This is a recipe that deemed blog worthy on its first try, its fun to eat, and kids would love it. It’s a great starter recipe to a grain free lifestyle and the pizza “dough” is not complicated to work with. Additional toppings may be added to suit your taste and pizza preferances.
4 small eggplants
200 gram aged cheddar cheese
30 grams of aged Parmesan cheese
1 medium stick of pepperoni
1 jar of spaghetti sauce preferably containing no vegetable oils or added sugars. (Extra Virgin Olive oil is ok)
1 free range pastured egg
5 tablespoons of ghee or clarified butter
For the dry mix:
1/2 cup coconut flour
1/4 cup tapioca starch,
1 teaspoon of dried oregano,
1 teaspoon of pepper
1 teaspoon of garlic powder
1/2 teaspoon of thyme
1/2 teaspoon of dried parsley
Slice eggplant into 1/3 inch thick discs, lay out on parchment paper and crack a generous amount of salt onto eggplant.

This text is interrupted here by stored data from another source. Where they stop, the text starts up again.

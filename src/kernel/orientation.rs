// SPDX-License-Identifier: MIT
//
// Copyright (c) 2025 Alexandre Severino
//
// Permission is hereby granted, free of charge, to any person obtaining a copy
// of this software and associated documentation files (the "Software"), to deal
// in the Software without restriction, including without limitation the rights
// to use, copy, modify, merge, publish, distribute, sublicense, and/or sell
// copies of the Software, and to permit persons to whom the Software is
// furnished to do so, subject to the following conditions:
//
// The above copyright notice and this permission notice shall be included in
// all copies or substantial portions of the Software.
//
// THE SOFTWARE IS PROVIDED "AS IS", WITHOUT WARRANTY OF ANY KIND, EXPRESS OR
// IMPLIED, INCLUDING BUT NOT LIMITED TO THE WARRANTIES OF MERCHANTABILITY,
// FITNESS FOR A PARTICULAR PURPOSE AND NONINFRINGEMENT. IN NO EVENT SHALL THE
// AUTHORS OR COPYRIGHT HOLDERS BE LIABLE FOR ANY CLAIM, DAMAGES OR OTHER
// LIABILITY, WHETHER IN AN ACTION OF CONTRACT, TORT OR OTHERWISE, ARISING FROM,
// OUT OF OR IN CONNECTION WITH THE SOFTWARE OR THE USE OR OTHER DEALINGS IN THE
// SOFTWARE.

use std::ops::{Mul, Sub};

use crate::geometry::Point2;

/// Returns:
/// - >0 if counter-clockwise
/// - <0 if clockwise
/// - =0 if collinear
pub fn orient2d<T>(a: &Point2<T>, b: &Point2<T>, c: &Point2<T>) -> T
where
    for<'a> &'a T: Sub<&'a T, Output = T> + Mul<&'a T, Output = T>,
{
    &(&(&b.x - &a.x) * &(&c.y - &a.y)) - &(&(&b.y - &a.y) * &(&c.x - &a.x))
}
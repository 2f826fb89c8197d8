// SPDX-License-Identifier: MIT
//
// Copyright (c) 2025 Alexandre Severino
//
// Permission is hereby granted, free of charge, to any person obtaining a copy
// of this software and associated documentation files (the "Software"), to deal
// in the Software without restriction, including without limitation the rights
// to use, copy, modify, merge, publish, distribute, sublicense, and/or sell
// copies of the Software, and to permit persons to whom the Software is
// furnished to do so, subject to the following conditions:
//
// The above copyright notice and this permission notice shall be included in
// all copies or substantial portions of the Software.
//
// THE SOFTWARE IS PROVIDED "AS IS", WITHOUT WARRANTY OF ANY KIND, EXPRESS OR
// IMPLIED, INCLUDING BUT NOT LIMITED TO THE WARRANTIES OF MERCHANTABILITY,
// FITNESS FOR A PARTICULAR PURPOSE AND NONINFRINGEMENT. IN NO EVENT SHALL THE
// AUTHORS OR COPYRIGHT HOLDERS BE LIABLE FOR ANY CLAIM, DAMAGES OR OTHER
// LIABILITY, WHETHER IN AN ACTION OF CONTRACT, TORT OR OTHERWISE, ARISING FROM,
// OUT OF OR IN CONNECTION WITH THE SOFTWARE OR THE USE OR OTHER DEALINGS IN THE
// SOFTWARE.

use std::collections::BTreeMap;

use crate::error::ReconstructError;
use crate::geometry::{Point2, inradius};
use crate::numeric::{LazyExact, PiAngle};
use crate::polyhedron::{EdgeId, Face, PolyhedronStructure};
use crate::unfolding::placement::{ExactPlacement, FacePlacement};

/// Informational positions further off than this are worth a debug line.
const DRIFT_TOLERANCE: f64 = 1e-3;

/// Steps (1-based, wrapping) from `entry` to `exit` around `face`'s
/// adjacency list, in increasing local index. `None` if either edge is not
/// on the face.
pub fn step_count(face: &Face, entry: EdgeId, exit: EdgeId) -> Option<usize> {
    let pos = face.local_index_of(entry)?;
    (1..=face.gon).find(|step| face.edges[(pos + step) % face.gon] == exit)
}

/// Rebuild every placement of an unfolding exactly.
///
/// Placement 0 sits at the origin with angle 0 and placement 1 at
/// `(ir(g0) + ir(g1), 0)` with angle `-pi`. Each later placement turns from
/// its predecessor by `cnt * 2pi / gon` where `cnt` is the step count from
/// the predecessor's entry edge to the edge it shares with this one.
pub fn reconstruct(
    poly: &PolyhedronStructure,
    faces: &[FacePlacement],
) -> Result<Vec<ExactPlacement>, ReconstructError> {
    if faces.len() < 2 {
        return Err(ReconstructError::TooFewFaces { count: faces.len() });
    }
    for (index, p) in faces.iter().enumerate() {
        let face = poly.face(p.face_id).ok_or(ReconstructError::UnknownFace {
            index,
            face_id: p.face_id,
        })?;
        if face.gon != p.gon {
            return Err(ReconstructError::GonMismatch {
                index,
                face_id: p.face_id,
                placed: p.gon,
                actual: face.gon,
            });
        }
    }

    let mut radii: BTreeMap<usize, LazyExact> = BTreeMap::new();
    let mut ir = |gon: usize| radii.entry(gon).or_insert_with(|| inradius(gon)).clone();

    let mut out = Vec::with_capacity(faces.len());
    out.push(ExactPlacement {
        gon: faces[0].gon,
        face_id: faces[0].face_id,
        center: Point2::new(0, 0),
        angle: PiAngle::zero(),
    });
    out.push(ExactPlacement {
        gon: faces[1].gon,
        face_id: faces[1].face_id,
        center: Point2::new(&ir(faces[0].gon) + &ir(faces[1].gon), 0),
        angle: -PiAngle::half_turn(),
    });

    for index in 2..faces.len() {
        let (prev_in, cur_in) = (&faces[index - 1], &faces[index]);
        let prev = &out[index - 1];
        let prev_face = poly
            .face(prev_in.face_id)
            .ok_or(ReconstructError::UnknownFace {
                index: index - 1,
                face_id: prev_in.face_id,
            })?;
        let cnt = step_count(prev_face, prev_in.edge_id, cur_in.edge_id).ok_or(
            ReconstructError::EdgeNotFound {
                index,
                face_id: prev_in.face_id,
                entry: prev_in.edge_id,
                target: cur_in.edge_id,
            },
        )?;

        let theta = &prev.angle - &PiAngle::from_ratio(2 * cnt as i64, prev.gon as i64);
        let delta = &ir(prev.gon) + &ir(cur_in.gon);
        let center = Point2 {
            x: &prev.center.x + &(&delta * &theta.cos()),
            y: &prev.center.y + &(&delta * &theta.sin()),
        };
        let angle = &theta - &PiAngle::half_turn();
        out.push(ExactPlacement {
            gon: cur_in.gon,
            face_id: cur_in.face_id,
            center,
            angle,
        });
    }

    if log::log_enabled!(log::Level::Debug) {
        report_drift(faces, &out);
    }
    Ok(out)
}

fn report_drift(faces: &[FacePlacement], exact: &[ExactPlacement]) {
    for (index, (given, rebuilt)) in faces.iter().zip(exact).enumerate() {
        let Ok((x, y)) = rebuilt.center.to_f64() else {
            continue;
        };
        let turn = (rebuilt.angle_deg() - given.angle_deg).rem_euclid(360.0);
        let angle_off = turn.min(360.0 - turn);
        if (x - given.x).abs() > DRIFT_TOLERANCE
            || (y - given.y).abs() > DRIFT_TOLERANCE
            || angle_off > DRIFT_TOLERANCE
        {
            log::debug!(
                "placement {index} (face {}): recorded ({}, {}, {}deg), exact ({x:.6}, {y:.6}, {:.6}deg)",
                given.face_id,
                given.x,
                given.y,
                given.angle_deg,
                rebuilt.angle_deg()
            );
        }
    }
}

#[cfg(test)]
mod tests {
    use super::*;
    use test_log::test;

    fn square(edges: [EdgeId; 4]) -> Face {
        Face {
            gon: 4,
            edges: edges.to_vec(),
            neighbors: vec![0; 4],
        }
    }

    #[test]
    fn step_count_wraps() {
        let f = square([10, 11, 12, 13]);
        assert_eq!(step_count(&f, 10, 11), Some(1));
        assert_eq!(step_count(&f, 12, 10), Some(2));
        assert_eq!(step_count(&f, 13, 12), Some(3));
        assert_eq!(step_count(&f, 11, 11), Some(4));
    }

    #[test]
    fn step_count_missing_edges() {
        let f = square([10, 11, 12, 13]);
        assert_eq!(step_count(&f, 10, 99), None);
        assert_eq!(step_count(&f, 99, 10), None);
    }
}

Let sweat for 30 minutes. The salt will suck the moisture out of the eggplant, and you will see it bead on the top of them.
Rinse eggplant well in a large bowl of filtered water to remove the salt. Remove eggplant and pat dry with a towel
Beat egg in a mixing bowl.
Mix together in a 2nd mixing bowl the coconut flour, tapioca starch, pepper, garlic, and dried herbs.
Dip each eggplant round into egg, and then coat with dry mix and set aside.
In a large pan, melt 2 tablespoons of butter on medium low.
Place coated eggplant rounds in a 12 inch skillet starting with large pieces first. By the time the pan is full you can flip the eggplant over beginning with the first. Once all are flipped set aside onto a broil pan. Repeat process including the 2 tablespoons of butter in the pan until eggplant are all lightly fried.
Brush spaghetti sauce onto eggplant in 2 layers (they will soak it up quickly).
Top with pepperoni slices.
Top with aged cheddar and Parmesan cheese.
Place under the broiler with the oven door open until cheese is melted.
If making a smaller batch for 2, you can keep the eggplant rounds once flipped in the skillet (if oven safe), add toppings and then place under the broiler for less dishes and a quicker cleanup.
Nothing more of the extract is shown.